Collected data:
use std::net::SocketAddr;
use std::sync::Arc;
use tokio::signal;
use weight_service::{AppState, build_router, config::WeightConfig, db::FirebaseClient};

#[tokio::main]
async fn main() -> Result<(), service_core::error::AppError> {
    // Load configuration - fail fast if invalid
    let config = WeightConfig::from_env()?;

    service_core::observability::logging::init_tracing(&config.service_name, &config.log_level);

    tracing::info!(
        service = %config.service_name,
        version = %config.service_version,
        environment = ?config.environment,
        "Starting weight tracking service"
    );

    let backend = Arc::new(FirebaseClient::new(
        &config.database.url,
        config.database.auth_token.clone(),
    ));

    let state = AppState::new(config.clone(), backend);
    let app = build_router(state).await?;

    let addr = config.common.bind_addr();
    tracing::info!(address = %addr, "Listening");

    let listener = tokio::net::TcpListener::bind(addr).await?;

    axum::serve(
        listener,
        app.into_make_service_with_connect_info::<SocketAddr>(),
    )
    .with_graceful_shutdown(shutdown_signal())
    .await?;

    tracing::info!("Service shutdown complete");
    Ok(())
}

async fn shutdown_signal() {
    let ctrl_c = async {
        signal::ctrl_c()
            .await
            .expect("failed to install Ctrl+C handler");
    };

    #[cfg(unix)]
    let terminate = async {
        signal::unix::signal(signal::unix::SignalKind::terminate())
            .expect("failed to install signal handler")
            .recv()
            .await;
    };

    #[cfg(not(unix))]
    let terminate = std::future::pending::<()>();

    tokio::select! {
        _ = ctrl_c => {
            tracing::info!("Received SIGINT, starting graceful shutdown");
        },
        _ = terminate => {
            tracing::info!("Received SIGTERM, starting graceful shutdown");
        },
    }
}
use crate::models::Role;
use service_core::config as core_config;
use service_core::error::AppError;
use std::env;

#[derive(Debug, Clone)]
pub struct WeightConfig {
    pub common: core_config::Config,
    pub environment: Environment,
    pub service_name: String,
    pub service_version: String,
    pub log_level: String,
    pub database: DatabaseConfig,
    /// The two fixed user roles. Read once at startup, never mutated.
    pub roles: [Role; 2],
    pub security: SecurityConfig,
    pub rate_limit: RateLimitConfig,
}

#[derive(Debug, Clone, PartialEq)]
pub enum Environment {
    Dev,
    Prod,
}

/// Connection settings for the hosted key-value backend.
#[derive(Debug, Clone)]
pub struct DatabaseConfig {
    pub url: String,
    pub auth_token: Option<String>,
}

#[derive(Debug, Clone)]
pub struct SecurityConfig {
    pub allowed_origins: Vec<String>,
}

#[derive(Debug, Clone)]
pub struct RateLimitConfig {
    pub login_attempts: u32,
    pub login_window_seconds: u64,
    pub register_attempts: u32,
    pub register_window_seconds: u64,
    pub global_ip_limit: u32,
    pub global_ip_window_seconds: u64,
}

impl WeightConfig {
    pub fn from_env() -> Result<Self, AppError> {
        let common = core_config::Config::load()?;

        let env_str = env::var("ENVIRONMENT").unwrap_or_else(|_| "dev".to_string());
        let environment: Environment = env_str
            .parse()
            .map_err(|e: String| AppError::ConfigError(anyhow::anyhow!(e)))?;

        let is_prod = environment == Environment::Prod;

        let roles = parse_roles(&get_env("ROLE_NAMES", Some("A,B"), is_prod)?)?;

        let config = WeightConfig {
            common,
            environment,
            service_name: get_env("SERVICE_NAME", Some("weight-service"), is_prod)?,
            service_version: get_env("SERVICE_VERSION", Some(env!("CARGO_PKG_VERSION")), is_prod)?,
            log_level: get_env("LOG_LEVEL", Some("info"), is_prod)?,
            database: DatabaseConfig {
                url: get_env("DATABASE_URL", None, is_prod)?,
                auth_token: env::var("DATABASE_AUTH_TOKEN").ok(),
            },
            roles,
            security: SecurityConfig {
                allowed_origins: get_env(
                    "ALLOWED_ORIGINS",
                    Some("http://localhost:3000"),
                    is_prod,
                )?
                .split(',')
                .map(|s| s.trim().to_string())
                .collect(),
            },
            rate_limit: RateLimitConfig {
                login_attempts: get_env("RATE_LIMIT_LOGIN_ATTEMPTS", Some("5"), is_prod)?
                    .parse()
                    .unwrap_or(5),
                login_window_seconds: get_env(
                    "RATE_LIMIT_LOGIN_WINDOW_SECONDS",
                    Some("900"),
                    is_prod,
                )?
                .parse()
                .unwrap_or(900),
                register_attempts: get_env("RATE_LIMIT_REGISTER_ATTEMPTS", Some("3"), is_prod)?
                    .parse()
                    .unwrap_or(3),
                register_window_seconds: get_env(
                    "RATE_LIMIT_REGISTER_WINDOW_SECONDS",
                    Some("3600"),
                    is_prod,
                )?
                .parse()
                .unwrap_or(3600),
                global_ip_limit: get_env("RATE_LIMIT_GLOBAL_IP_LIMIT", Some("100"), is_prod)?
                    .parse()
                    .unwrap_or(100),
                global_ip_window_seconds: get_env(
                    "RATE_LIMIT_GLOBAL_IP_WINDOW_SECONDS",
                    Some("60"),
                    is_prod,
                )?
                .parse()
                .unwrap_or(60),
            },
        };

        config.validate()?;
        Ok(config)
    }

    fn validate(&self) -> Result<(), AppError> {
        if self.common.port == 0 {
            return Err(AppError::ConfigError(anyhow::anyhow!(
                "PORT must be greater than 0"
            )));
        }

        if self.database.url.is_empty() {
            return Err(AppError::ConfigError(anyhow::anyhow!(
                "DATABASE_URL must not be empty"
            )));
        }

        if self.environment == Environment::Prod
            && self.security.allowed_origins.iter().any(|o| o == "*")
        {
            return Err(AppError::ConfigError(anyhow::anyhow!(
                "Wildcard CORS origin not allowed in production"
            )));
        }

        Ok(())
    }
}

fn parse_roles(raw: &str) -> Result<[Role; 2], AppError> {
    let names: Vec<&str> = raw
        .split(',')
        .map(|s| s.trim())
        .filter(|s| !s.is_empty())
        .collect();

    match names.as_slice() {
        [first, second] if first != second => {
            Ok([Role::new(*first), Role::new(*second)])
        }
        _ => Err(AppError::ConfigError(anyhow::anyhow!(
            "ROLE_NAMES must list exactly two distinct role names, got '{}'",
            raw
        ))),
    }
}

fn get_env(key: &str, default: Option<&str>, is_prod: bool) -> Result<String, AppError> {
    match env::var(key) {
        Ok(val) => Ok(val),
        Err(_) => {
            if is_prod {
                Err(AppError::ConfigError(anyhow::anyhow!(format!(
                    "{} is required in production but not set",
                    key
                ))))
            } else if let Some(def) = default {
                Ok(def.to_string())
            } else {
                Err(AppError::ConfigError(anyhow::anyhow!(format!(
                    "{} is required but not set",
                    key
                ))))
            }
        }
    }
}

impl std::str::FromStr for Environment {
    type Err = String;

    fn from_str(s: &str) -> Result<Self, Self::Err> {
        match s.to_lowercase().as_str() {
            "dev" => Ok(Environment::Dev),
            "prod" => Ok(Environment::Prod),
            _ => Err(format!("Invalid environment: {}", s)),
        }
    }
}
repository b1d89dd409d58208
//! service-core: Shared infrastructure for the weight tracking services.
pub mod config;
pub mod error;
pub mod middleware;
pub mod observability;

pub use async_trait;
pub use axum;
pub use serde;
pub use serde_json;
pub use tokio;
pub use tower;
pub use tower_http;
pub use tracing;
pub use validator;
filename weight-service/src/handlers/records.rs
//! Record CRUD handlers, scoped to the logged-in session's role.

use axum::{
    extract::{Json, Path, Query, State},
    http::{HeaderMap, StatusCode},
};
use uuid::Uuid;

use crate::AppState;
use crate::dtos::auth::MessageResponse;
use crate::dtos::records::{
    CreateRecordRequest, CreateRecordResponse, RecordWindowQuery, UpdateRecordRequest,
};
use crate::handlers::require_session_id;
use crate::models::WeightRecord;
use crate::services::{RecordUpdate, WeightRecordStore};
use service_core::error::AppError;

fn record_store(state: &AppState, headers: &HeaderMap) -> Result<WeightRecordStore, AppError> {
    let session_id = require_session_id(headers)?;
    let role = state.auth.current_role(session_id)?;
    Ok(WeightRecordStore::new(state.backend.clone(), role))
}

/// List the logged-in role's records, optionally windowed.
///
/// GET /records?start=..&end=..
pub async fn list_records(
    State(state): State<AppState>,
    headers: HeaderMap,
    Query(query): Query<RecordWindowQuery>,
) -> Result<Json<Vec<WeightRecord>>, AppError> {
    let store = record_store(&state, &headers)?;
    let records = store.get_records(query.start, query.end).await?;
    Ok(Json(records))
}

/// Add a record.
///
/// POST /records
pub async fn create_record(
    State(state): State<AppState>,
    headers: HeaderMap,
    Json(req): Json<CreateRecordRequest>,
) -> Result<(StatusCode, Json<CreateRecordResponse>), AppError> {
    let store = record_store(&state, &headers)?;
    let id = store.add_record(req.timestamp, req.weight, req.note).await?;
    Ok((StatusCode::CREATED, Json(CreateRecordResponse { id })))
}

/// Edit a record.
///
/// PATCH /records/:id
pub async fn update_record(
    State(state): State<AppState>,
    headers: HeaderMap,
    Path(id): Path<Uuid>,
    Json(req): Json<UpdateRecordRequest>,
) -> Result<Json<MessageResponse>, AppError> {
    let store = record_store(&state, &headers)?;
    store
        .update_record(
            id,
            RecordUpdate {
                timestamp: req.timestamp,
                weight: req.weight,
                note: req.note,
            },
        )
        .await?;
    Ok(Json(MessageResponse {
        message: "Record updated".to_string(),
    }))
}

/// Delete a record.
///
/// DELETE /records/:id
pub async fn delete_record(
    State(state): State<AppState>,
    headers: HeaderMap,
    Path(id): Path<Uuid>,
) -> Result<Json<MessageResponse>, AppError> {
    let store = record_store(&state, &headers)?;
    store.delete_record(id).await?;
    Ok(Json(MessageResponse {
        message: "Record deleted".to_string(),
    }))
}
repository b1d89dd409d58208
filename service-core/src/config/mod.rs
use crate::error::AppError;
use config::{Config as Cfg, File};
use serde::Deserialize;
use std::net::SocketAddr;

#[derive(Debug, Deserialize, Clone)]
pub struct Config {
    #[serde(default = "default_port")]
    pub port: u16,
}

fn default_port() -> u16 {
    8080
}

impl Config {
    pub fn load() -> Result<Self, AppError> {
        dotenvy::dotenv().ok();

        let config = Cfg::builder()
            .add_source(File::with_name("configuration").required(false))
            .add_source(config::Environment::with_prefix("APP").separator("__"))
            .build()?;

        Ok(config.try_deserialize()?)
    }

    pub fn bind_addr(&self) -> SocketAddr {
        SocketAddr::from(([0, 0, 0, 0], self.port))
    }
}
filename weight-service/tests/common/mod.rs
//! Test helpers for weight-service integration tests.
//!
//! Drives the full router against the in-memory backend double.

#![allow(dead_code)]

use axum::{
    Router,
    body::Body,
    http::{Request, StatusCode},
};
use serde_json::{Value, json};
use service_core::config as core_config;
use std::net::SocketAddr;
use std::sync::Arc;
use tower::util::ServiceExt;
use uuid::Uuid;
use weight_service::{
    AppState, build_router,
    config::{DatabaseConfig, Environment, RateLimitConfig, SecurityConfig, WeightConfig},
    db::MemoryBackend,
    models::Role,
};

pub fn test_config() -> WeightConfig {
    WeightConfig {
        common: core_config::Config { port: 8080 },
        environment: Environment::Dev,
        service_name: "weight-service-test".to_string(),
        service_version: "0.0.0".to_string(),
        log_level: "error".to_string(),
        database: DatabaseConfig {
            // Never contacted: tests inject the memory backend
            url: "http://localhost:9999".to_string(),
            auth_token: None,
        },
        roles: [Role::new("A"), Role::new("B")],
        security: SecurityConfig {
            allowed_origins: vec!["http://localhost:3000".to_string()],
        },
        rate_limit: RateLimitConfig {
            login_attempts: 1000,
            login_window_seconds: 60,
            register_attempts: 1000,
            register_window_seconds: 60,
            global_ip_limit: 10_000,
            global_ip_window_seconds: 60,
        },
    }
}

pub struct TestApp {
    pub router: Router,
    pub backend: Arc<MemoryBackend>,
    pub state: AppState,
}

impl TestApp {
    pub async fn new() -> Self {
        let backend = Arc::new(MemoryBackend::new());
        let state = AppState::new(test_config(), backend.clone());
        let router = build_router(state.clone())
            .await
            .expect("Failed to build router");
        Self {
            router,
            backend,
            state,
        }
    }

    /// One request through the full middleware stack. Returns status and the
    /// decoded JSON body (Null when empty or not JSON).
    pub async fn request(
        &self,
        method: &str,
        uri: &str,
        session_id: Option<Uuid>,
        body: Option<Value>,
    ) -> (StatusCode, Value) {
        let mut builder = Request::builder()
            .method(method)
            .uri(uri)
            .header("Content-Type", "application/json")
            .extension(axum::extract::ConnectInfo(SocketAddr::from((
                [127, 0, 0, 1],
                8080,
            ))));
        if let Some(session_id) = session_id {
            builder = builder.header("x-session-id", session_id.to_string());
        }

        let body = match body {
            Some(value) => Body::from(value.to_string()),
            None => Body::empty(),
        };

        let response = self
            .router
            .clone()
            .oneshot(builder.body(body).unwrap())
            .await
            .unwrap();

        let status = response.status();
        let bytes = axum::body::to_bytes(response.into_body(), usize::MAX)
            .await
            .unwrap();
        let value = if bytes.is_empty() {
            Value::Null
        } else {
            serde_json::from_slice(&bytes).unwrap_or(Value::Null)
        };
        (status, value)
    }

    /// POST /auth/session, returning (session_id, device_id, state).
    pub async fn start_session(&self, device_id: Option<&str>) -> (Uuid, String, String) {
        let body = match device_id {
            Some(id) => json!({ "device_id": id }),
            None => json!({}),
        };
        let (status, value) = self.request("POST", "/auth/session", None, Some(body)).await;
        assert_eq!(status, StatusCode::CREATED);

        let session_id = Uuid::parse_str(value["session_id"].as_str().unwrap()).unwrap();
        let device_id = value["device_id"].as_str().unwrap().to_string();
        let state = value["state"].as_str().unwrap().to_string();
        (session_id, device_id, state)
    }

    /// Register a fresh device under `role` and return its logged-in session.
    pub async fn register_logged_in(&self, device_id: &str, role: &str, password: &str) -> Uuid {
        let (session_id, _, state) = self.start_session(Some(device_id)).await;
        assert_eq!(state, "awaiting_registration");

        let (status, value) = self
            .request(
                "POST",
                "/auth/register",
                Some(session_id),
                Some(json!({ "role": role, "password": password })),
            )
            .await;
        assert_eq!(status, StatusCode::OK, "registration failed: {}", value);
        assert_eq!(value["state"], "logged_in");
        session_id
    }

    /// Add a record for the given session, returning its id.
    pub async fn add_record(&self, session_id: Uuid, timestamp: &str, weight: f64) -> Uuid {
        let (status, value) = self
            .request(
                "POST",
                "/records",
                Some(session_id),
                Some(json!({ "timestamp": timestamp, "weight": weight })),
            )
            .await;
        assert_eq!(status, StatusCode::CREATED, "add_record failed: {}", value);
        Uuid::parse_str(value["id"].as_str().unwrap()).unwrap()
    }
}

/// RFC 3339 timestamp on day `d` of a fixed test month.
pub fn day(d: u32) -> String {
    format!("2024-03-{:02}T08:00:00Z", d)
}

_TASK REQUIREMENTS:_
Count each line above where the word "common" appears, and answer with nothing except that count.

_ANSWER TO THIS PROBLEM:_
7